Norway’s own Jens Stoltenberg, the former highly acclaimed NATO boss, went on national TV in his homeland Wednesday night and reassured Norwegians nervous over the future of the defense alliance. Membership will likely become even more expensive for European allies, but Stoltenberg thinks the US will continue to be “a strong NATO ally” also after Donald Trump takes over as US president again in January.

Former NATO Secretary General Jens Stoltenberg, shown here arriving in Oslo for a Nordic Council session last autumn. Under his tenure, NATO expanded with the additions of Finland and Sweden after Russia invaded Ukraine in 2022 and launched a war in Europe that drags on. PHOTO: Stortinget/Morten Brakestad

Few commanded as much respect, or got along as well with Donald Trump, as Stoltenberg did during his tenure as NATO’s secretary general. The former Norwegian prime minister has a talent for impressing and even charming most of those he meets, and Trump posed a major challenge after he was first elected as US president in 2016.

Trump quickly made it clear that he didn’t think European allies were paying for enough of NATO’s expenses. Even though NATO members had earlier agreed to spend at least 2 percent of their GNP on their own defense, few were meeting the goal.

Now most all are including Norway, after Russia’s invasion of Ukraine in 2022 shocked them into putting defense at the top of national agendas. Stoltenberg also prodded them along, and by the time he stepped down this autumn after a record 10 years in the post, NATO’s European members’ contributions had increased significantly.

Jens Stoltenberg (left) managed to get along with Donald Trump during Trump’s first term from 2016-2020, using a combination of flattery and facts, and thinks Trump “will stand by NATO” again. PHOTO: NATO

Now Trump is poised for a return to the White House, after winning Tuesday’s US presidential election. That worries many for various reasons, but Stoltenberg said on NRK’s national news program Dagsrevyen that he thinks Trump “will stand by NATO.”

Stoltenberg, who’s about to take over as leader of the Munich Security Conference, had congratulated Trump earlier in the day, and received a reply in which Trump thanked Stoltenberg for his support. Stoltenberg had stated that his “working relationship” with Trump during his first term as US president “focused on bolstering trans-Atlantic security and adapting NATO for the future. In a world of growing instability, strong US leadership remains essential.”
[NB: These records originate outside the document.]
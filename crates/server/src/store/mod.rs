//! Persistence for users, articles and highlights.
//!
//! Every article lookup that takes a `user_id` is owner-scoped: a row owned by
//! someone else is indistinguishable from a missing one. Deleting a user
//! removes their articles, and deleting an article removes its highlights.

mod memory;
mod postgres;

use async_trait::async_trait;
use thiserror::Error;

use crate::models::{Article, ArticleUpdate, Highlight, NewArticle, NewHighlight, NewUser, User};

pub use memory::MemoryStore;
pub use postgres::PgStore;

#[derive(Debug, Error)]
pub enum StoreError {
    #[error("unique constraint violated: {0}")]
    UniqueViolation(String),

    #[error("referenced row does not exist: {0}")]
    ForeignKeyViolation(String),

    #[error("failed to create connection pool: {0}")]
    CreatePool(#[from] deadpool_postgres::CreatePoolError),

    #[error("connection pool error: {0}")]
    Pool(#[from] deadpool_postgres::PoolError),

    #[error("database error: {0}")]
    Database(#[from] tokio_postgres::Error),
}

pub type StoreResult<T> = std::result::Result<T, StoreError>;

/// Result of inserting an article.
#[derive(Debug, Clone, PartialEq)]
pub enum CreateOutcome {
    Inserted(Article),
    /// The owner already has an article with this URL.
    AlreadyExists,
}

#[async_trait]
pub trait Store: Send + Sync {
    /// Creates tables and indexes if they are missing. Safe to run repeatedly.
    async fn ensure_schema(&self) -> StoreResult<()>;

    /// Fails with [`StoreError::UniqueViolation`] when the username or email is taken.
    async fn create_user(&self, user: NewUser) -> StoreResult<User>;
    async fn find_user_by_username(&self, username: &str) -> StoreResult<Option<User>>;
    async fn find_user_by_email(&self, email: &str) -> StoreResult<Option<User>>;
    async fn find_user_by_id(&self, id: i64) -> StoreResult<Option<User>>;
    /// Removes the user with all of their articles and highlights.
    async fn delete_user(&self, id: i64) -> StoreResult<bool>;

    async fn create_article(&self, article: NewArticle) -> StoreResult<CreateOutcome>;
    async fn find_article_by_user_and_url(&self, user_id: i64, url: &str) -> StoreResult<Option<Article>>;
    /// Most recently saved first.
    async fn list_articles_by_user(&self, user_id: i64) -> StoreResult<Vec<Article>>;
    async fn find_article_by_id_and_user(&self, id: i64, user_id: i64) -> StoreResult<Option<Article>>;
    async fn update_article_fields(&self, id: i64, user_id: i64, update: &ArticleUpdate)
    -> StoreResult<Option<Article>>;
    async fn delete_article(&self, id: i64, user_id: i64) -> StoreResult<bool>;

    /// Fails with [`StoreError::ForeignKeyViolation`] when the article is gone.
    async fn create_highlight(&self, highlight: NewHighlight) -> StoreResult<Highlight>;
    /// Not owner-scoped.
    async fn find_highlight_by_id(&self, id: i64) -> StoreResult<Option<Highlight>>;
    async fn delete_highlight(&self, id: i64) -> StoreResult<bool>;
    /// Ordered by position, then id.
    async fn list_highlights_by_article(&self, article_id: i64) -> StoreResult<Vec<Highlight>>;

    async fn count_articles_by_user(&self, user_id: i64) -> StoreResult<i64>;
    async fn count_read_articles_by_user(&self, user_id: i64) -> StoreResult<i64>;
    async fn count_highlights_by_user(&self, user_id: i64) -> StoreResult<i64>;
}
That apparently resounded with Trump in his acknowledgment of Stoltenberg’s congratulatory greeting. Stoltenberg told NRK that it was “an important way to establish contact from all Europeans, to see how you can get the best results even though there’s political disagreement between him (Trump) and many European governments.”

Asked whether there was reason for all the concern about the future of NATO with Trump as US president again, Stoltenberg said that “we have no guarantees in democracies, and there will be some disagreement and proposals that folks will raise questions about.”

He added, though, that “fundamentally I think the USA, also under the new president, will be a strong NATO ally.”

Stoltenberg told NRK that it also will be part of his new job as leader of the Munich Security Conference to have contact with its American delegation. That may include contact with Trump as well.

Now it will be up to Stoltenberg’s successor, the former Dutch politician and prime minister Mark Rutte, to deal with Trump and his new administration that will take over in January. Rutte has already pledged to keep NATO strong and secure an efficient defense against any threat. Rutte also aims to not only continue Stoltenberg’s strong support for Ukraine, but boost it, along with strengthening NATO’s partnerships with both the EU and the Pacific region. Australia, Japan, South Korea and New Zealand already take part regularly in NATO summits.

New NATO Secretary General Mark Rutte PHOTO: NATO

Rutte also wants China to stop supporting Russian President Vladimir Putin’s “war machine,” arguing at his first press conference after taking over on October 1 that “China can’t continue” to fuel the biggest conflict in Europe since World War II without it having consequences on the country’s interests and reputation.” Trump is known for not being a great fan of China, either.

It remains unclear how Trump thinks, as he’s stated, that it will take him just a day to end the war in Ukraine. “No one knows knows with certainty” what Trump is thinking, Stoltenberg told NRK. “It’s important that European allies spend time  with the new administration in the USA, when it comes to the war in Ukraine,” especially since it now also involves soldiers from North Korea, drones and weapons from Iran and China’s support for the Russian economy.

“If Ukraine loses the war, there won’t be peace,” Stoltenberg noted. “It will be an occupation. So the challenge is to convince Putin that he can’t win, and then ongoing military support for Ukraine is the way forward.” European allies also may need to provide even more defense support than they already are, he added, especially if Trump offers less.

Stoltenberg, meanwhile, said he thinks “it can go well” with Trump as US president again. “It’s all about engaging and not creating self-fulfilling prophecies,” he said. Trump’s greatest strength, Stoltenberg said, is that he sticks with his message: “He says the same things over and over again, and I think that strengthens political debate.”

Stoltenberg also made a point, while on a visit to Washington DC last winter, to devote time to a conservative think-tank that has its own controversial plan for a new Trump administration. He not only visited but spoke at a session of The Heritage Foundation, driving home the message that the world is in “a dangerous time” that needs NATO more than ever. Trump told newspaper Aftenposten at the time that he felt it was “important to reach out to the Republican milieu in the USA, also the conservative Republicn milieu.”

Stoltenberg, who’s writing a book about his decade leading NATO, further noted that “it’s in the USA’s interests to have a strong NATO. The USA becomes stronger with more than 30 friends.” There’s also broad bipartisan support in the US for NATO, also in the new US Congress that’s heavily Republican like Trump.

Most important, perhaps, is that Trump’s earlier criticism wasn’t against NATO, but against the lack of funding for it from European members. “That has changed dramatically,” Stoltenberg said. He warned that Trump now may demand more than the 2 percent goal that’s widely been reached.

“I don’t think he’ll be satisfied with 2 percent,” Stoltenberg told NRK. “There will come demands for even more, but that’s a much better starting point than we had in 2016.”